Bernie Sanders, Vermont-based senator, perceived with Nikki in 2015-16 that "The time is ripe for changes/ There's a growing feeling/ that taking a chance on a new kind of vision is due". He even talked about "revolution". That's where I started to feel uncomfortable, although I'd been a longtime fan of his legislative achievements, and although at first he balanced his cranky shouting voice with a pixie smile and a willingness to defend frontrunner Hillary Clinton from the "scandal" about her using a private email server to send non-secret messages (exactly like her job predecessor Colin Powell had done and like her co-workers, who showed her the ropes, largely did themselves, because she was a near-septugenarian liberal arts type with no interest in asking tech-geek questions).

As he went from perceiving himself as a symbolic candidate to seeing a real shot at the presidency, his campaign turned increasingly harsh, portraying Hillary's friendliness with Goldman Sachs (while supporting tough banking reform) as equivalent to Donald Trump's lifelong career of fraud and bankruptcy; her support for a raised national minimum wage of $12/hour as equivalent to Trump's erratic proposals to maybe get rid of the minimum wage altogether; her cautious, within-the-mainstream positions slowly embracing LGBT rights with the Republican party's fierce opposition to them. Sanders essentially reduced what seemed to have been a thoughtful career in lawmaking to a Geoff-Tate-like cry of "Got no love for politicians/ or that crazy scene in DC/ it's just a power-mad town".

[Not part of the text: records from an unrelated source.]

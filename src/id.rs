/// Identity of an element across frames.
///
/// Retained state (scroll offsets, previous boxes, hover) is keyed by it, so
/// an element must hash to the same id every frame to keep that state.
#[derive(Debug, Clone, Copy, PartialEq, Eq, Hash, Default)]
#[cfg_attr(feature = "serde", derive(serde::Serialize, serde::Deserialize))]
pub struct ElementId {
    pub id: u32,
    pub offset: u32,
    pub base_id: u32,
}

impl ElementId {
    /// Creates an id from `label`
    #[inline]
    pub fn new(label: &str) -> ElementId {
        hash_string(label, 0)
    }

    /// Creates an id from `label` and `index`, for elements generated in a loop
    #[inline]
    pub fn new_index(label: &str, index: u32) -> ElementId {
        hash_string_with_offset(label, index, 0)
    }

    /// Like [`ElementId::new_index`], scoped under `parent` so equal labels in
    /// different subtrees do not collide.
    #[inline]
    pub fn new_index_with_parent(label: &str, index: u32, parent: ElementId) -> ElementId {
        hash_string_with_offset(label, index, parent.id)
    }
}

impl From<&str> for ElementId {
    fn from(label: &str) -> Self {
        ElementId::new(label)
    }
}

impl From<(&str, u32)> for ElementId {
    fn from((label, index): (&str, u32)) -> Self {
        ElementId::new_index(label, index)
    }
}

pub fn hash_string(key: &str, seed: u32) -> ElementId {
    let mut hash: u32 = seed;
    for b in key.bytes() {
        hash = hash.wrapping_add(b as u32);
        hash = hash.wrapping_add(hash << 10);
        hash ^= hash >> 6;
    }
    hash = hash.wrapping_add(hash << 3);
    hash ^= hash >> 11;
    hash = hash.wrapping_add(hash << 15);
    ElementId {
        id: hash.wrapping_add(1),
        offset: 0,
        base_id: hash.wrapping_add(1),
    }
}

pub fn hash_string_with_offset(key: &str, offset: u32, seed: u32) -> ElementId {
    let mut base: u32 = seed;
    for b in key.bytes() {
        base = base.wrapping_add(b as u32);
        base = base.wrapping_add(base << 10);
        base ^= base >> 6;
    }
    let mut hash = base;
    hash = hash.wrapping_add(offset);
    hash = hash.wrapping_add(hash << 10);
    hash ^= hash >> 6;

    hash = hash.wrapping_add(hash << 3);
    base = base.wrapping_add(base << 3);
    hash ^= hash >> 11;
    base ^= base >> 11;
    hash = hash.wrapping_add(hash << 15);
    base = base.wrapping_add(base << 15);
    ElementId {
        id: hash.wrapping_add(1),
        offset,
        base_id: base.wrapping_add(1),
    }
}

#[cfg(test)]
mod tests {
    use super::*;

    #[test]
    fn ids_are_stable() {
        assert_eq!(ElementId::new("sidebar"), ElementId::new("sidebar"));
        assert_ne!(ElementId::new("sidebar"), ElementId::new("content"));
    }

    #[test]
    fn indexed_ids_share_base() {
        let a = ElementId::new_index("row", 0);
        let b = ElementId::new_index("row", 1);
        assert_ne!(a.id, b.id);
        assert_eq!(a.base_id, b.base_id);
        assert_eq!(b.offset, 1);
    }

    #[test]
    fn parent_scopes_ids() {
        let left = ElementId::new("left");
        let right = ElementId::new("right");
        assert_ne!(
            ElementId::new_index_with_parent("button", 0, left),
            ElementId::new_index_with_parent("button", 0, right)
        );
    }
}
impl<'f> RenderState<'_, '_, 'f> {
    fn clip(&self) -> Option<BoundingBox> {
        self.clip_stack.last().copied()
    }

    /// Closes the current batch. Empty batches are dropped.
    fn flush(&mut self) -> Result<()> {
        if self.builder.is_empty() {
            self.builder.reset();
            return Ok(());
        }
        let mesh = self.builder.build_mesh_and_reset_in(self.out)?;
        self.batches.push(DrawBatch { mesh, clip: self.clip() });
        Ok(())
    }

    fn push_scissor(&mut self, bounds: BoundingBox) -> Result<()> {
        self.flush()?;
        let clip = match self.clip() {
            Some(parent) => parent.intersect(&bounds),
            None => bounds,
        };
        self.clip_stack.push(clip);
        Ok(())
    }

    fn pop_scissor(&mut self) -> Result<()> {
        self.flush()?;
        if self.clip_stack.pop().is_none() {
            tracing::warn!("scissor end without a matching start");
        }
        Ok(())
    }

    /// Starts a new batch when `texture` would not fit into the current one.
    fn reserve_texture(&mut self, texture: TextureId) -> Result<()> {
        if !self.builder.texture_slot_available(texture) {
            tracing::debug!(?texture, "texture limit reached, splitting batch");
            self.flush()?;
        }
        Ok(())
    }

    fn quad(&mut self, bounds: BoundingBox, uv: BoundingBox, color: Color, texture_type: TextureType, texture: Option<TextureId>) {
        let corners = [
            (Vector2::new(bounds.x, bounds.y), Vector2::new(uv.x, uv.y)),
            (Vector2::new(bounds.right(), bounds.y), Vector2::new(uv.right(), uv.y)),
            (Vector2::new(bounds.right(), bounds.bottom()), Vector2::new(uv.right(), uv.bottom())),
            (Vector2::new(bounds.x, bounds.bottom()), Vector2::new(uv.x, uv.bottom())),
        ];
        let [a, b, c, d] = corners.map(|(position, uv)| {
            self.builder.add_vertex(position, uv, color, FILL_SOLID, texture_type, texture)
        });
        self.builder.add_triangle(a, b, c);
        self.builder.add_triangle(a, c, d);
    }

    fn solid_quad(&mut self, bounds: BoundingBox, color: Color) {
        if bounds.width > 0.0 && bounds.height > 0.0 {
            self.quad(bounds, BoundingBox::default(), color, TextureType::Color, None);
        }
    }

    fn rectangle(&mut self, bounds: BoundingBox, color: Color, radii: CornerRadius) {
        let radii = radii.fit(bounds.size());
        if radii.is_zero() {
            self.solid_quad(bounds, color);
            return;
        }

        let (left, top, right, bottom) = (bounds.x, bounds.y, bounds.right(), bounds.bottom());
        // (start of arc, corner, end of arc), clockwise from the top left
        let corners = [
            (
                Vector2::new(left, top + radii.top_left),
                Vector2::new(left, top),
                Vector2::new(left + radii.top_left, top),
            ),
            (
                Vector2::new(right - radii.top_right, top),
                Vector2::new(right, top),
                Vector2::new(right, top + radii.top_right),
            ),
            (
                Vector2::new(right, bottom - radii.bottom_right),
                Vector2::new(right, bottom),
                Vector2::new(right - radii.bottom_right, bottom),
            ),
            (
                Vector2::new(left + radii.bottom_left, bottom),
                Vector2::new(left, bottom),
                Vector2::new(left, bottom - radii.bottom_left),
            ),
        ];

        // Edges: the rectangle with its corners cut, fanned from the center
        let mut outline: Vec<Vector2> = Vec::with_capacity(8);
        for (start, _, end) in corners {
            for point in [start, end] {
                if outline.last() != Some(&point) && outline.first() != Some(&point) {
                    outline.push(point);
                }
            }
        }
        let center = self.builder.add_vertex(
            Vector2::new(left + bounds.width / 2.0, top + bounds.height / 2.0),
            Vector2::ZERO,
            color,
            FILL_SOLID,
            TextureType::Color,
            None,
        );
        let ring: Vec<u32> = outline
            .iter()
            .map(|&point| self.builder.add_vertex(point, Vector2::ZERO, color, FILL_SOLID, TextureType::Color, None))
            .collect();
        for (i, &vertex) in ring.iter().enumerate() {
            self.builder.add_triangle(center, vertex, ring[(i + 1) % ring.len()]);
        }

        // Corners
        for (start, corner, end) in corners {
            if start == corner {
                continue;
            }
            let points = [start, corner, end];
            let [a, b, c] = [0, 1, 2].map(|i| {
                self.builder.add_vertex(points[i], CURVE_UV[i], color, FILL_CURVE, TextureType::Color, None)
            });
            self.builder.add_triangle(a, b, c);
        }
    }

    fn border(&mut self, bounds: BoundingBox, color: Color, width: BorderWidth) {
        let inner_height = bounds.height - width.top - width.bottom;
        self.solid_quad(BoundingBox::new(bounds.x, bounds.y, bounds.width, width.top), color);
        self.solid_quad(
            BoundingBox::new(bounds.x, bounds.bottom() - width.bottom, bounds.width, width.bottom),
            color,
        );
        self.solid_quad(BoundingBox::new(bounds.x, bounds.y + width.top, width.left, inner_height), color);
        self.solid_quad(
            BoundingBox::new(bounds.right() - width.right, bounds.y + width.top, width.right, inner_height),
            color,
        );
    }

    fn image(&mut self, bounds: BoundingBox, image: &Image) -> Result<()> {
        self.reserve_texture(image.texture)?;
        self.quad(bounds, image.uv, image.tint, TextureType::Texture, Some(image.texture));
        Ok(())
    }

    fn text(&mut self, bounds: BoundingBox, text: &Text, atlas: &dyn GlyphAtlas) -> Result<()> {
        let config = text.config;
        let texture = atlas.texture(config.font_id);
        self.reserve_texture(texture)?;

        let origin = Vector2::new(
            bounds.x + config.horizontal_align.offset(bounds.width, text.layout.width),
            bounds.y + config.vertical_align.offset(bounds.height, text.layout.height),
        );
        for line in &text.layout.lines {
            let Some(content) = text.content.get(line.range.clone()) else {
                tracing::warn!(range = ?line.range, "text line outside of its content");
                continue;
            };
            for (index, ch) in content.chars().enumerate() {
                let Some(glyph) = atlas.glyph(config.font_id, config.font_size, ch) else {
                    continue;
                };
                let pen_x = origin.x + line.bounds.x + line.char_start(index);
                let pen_y = origin.y + line.bounds.y;
                let quad = BoundingBox::new(
                    pen_x + glyph.bounds.x,
                    pen_y + glyph.bounds.y,
                    glyph.bounds.width,
                    glyph.bounds.height,
                );
                self.quad(quad, glyph.uv, config.color, TextureType::Text, Some(texture));
            }
        }
        Ok(())
    }
}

It is my opinion that Bernie Sanders's decision to spend several months, before and after Clinton's nomination, equating her with the Republican Party was, by itself, decisive in electing Donald Trump. I think his campaign was decisive by persuading enough Democrats, and Democrat-leaning independents, and apolitical people who thought Trump was an idiot, that Hillary Clinton -- lifelong policy wonk with a decades-long record of (moderate, incremental) achievement on behalf of the poor and the handicapped and the female and the illiterate and the defrauded -- *must* be exceptionally corrupt because "both sides say so". In other words, that the net effect of Sanders's political career is dominated by "he made Donald Trump president". You can tell me that FBI director James Comey made Trump president, and I'll agree; or that Steve Bannon's clever employment of advanced analytic voter-by-voter data did, and I'll agree; or that certain stupid decisions by Clinton as a campaigner did, and depending which ones you choose, I may agree there too; and that does not matter at all to an evaluation of Bernie Sanders. A race that narrow (I mean, she won by 3 million votes, but Trump's ascension was narrow) could have been swung by any number of factors, but the one Bernie Sanders controlled, he put Donald Trump in power with.

It may prove revolutionary, in a way: a bad way. Good government is possible -- when it comes to public spheres I'm jealous of Sweden, and Belgium, where formerly-Republican friends of mine live happily -- but it rarely comes about by indulging our worst instincts, the ones where we put all the blame on our enemies and recognize none of our commonalities with them. I believe that Operation: Mindcrime knows this; that Nikki's rants in "Revolution Calling" and "Spreading the Disease" are contra-indicated in terms of the path he takes. Not because his diagnoses were wrong; they're broadly on-target. But because they divide the world into us-versus-them, while doing nothing to improve the us except arm us better.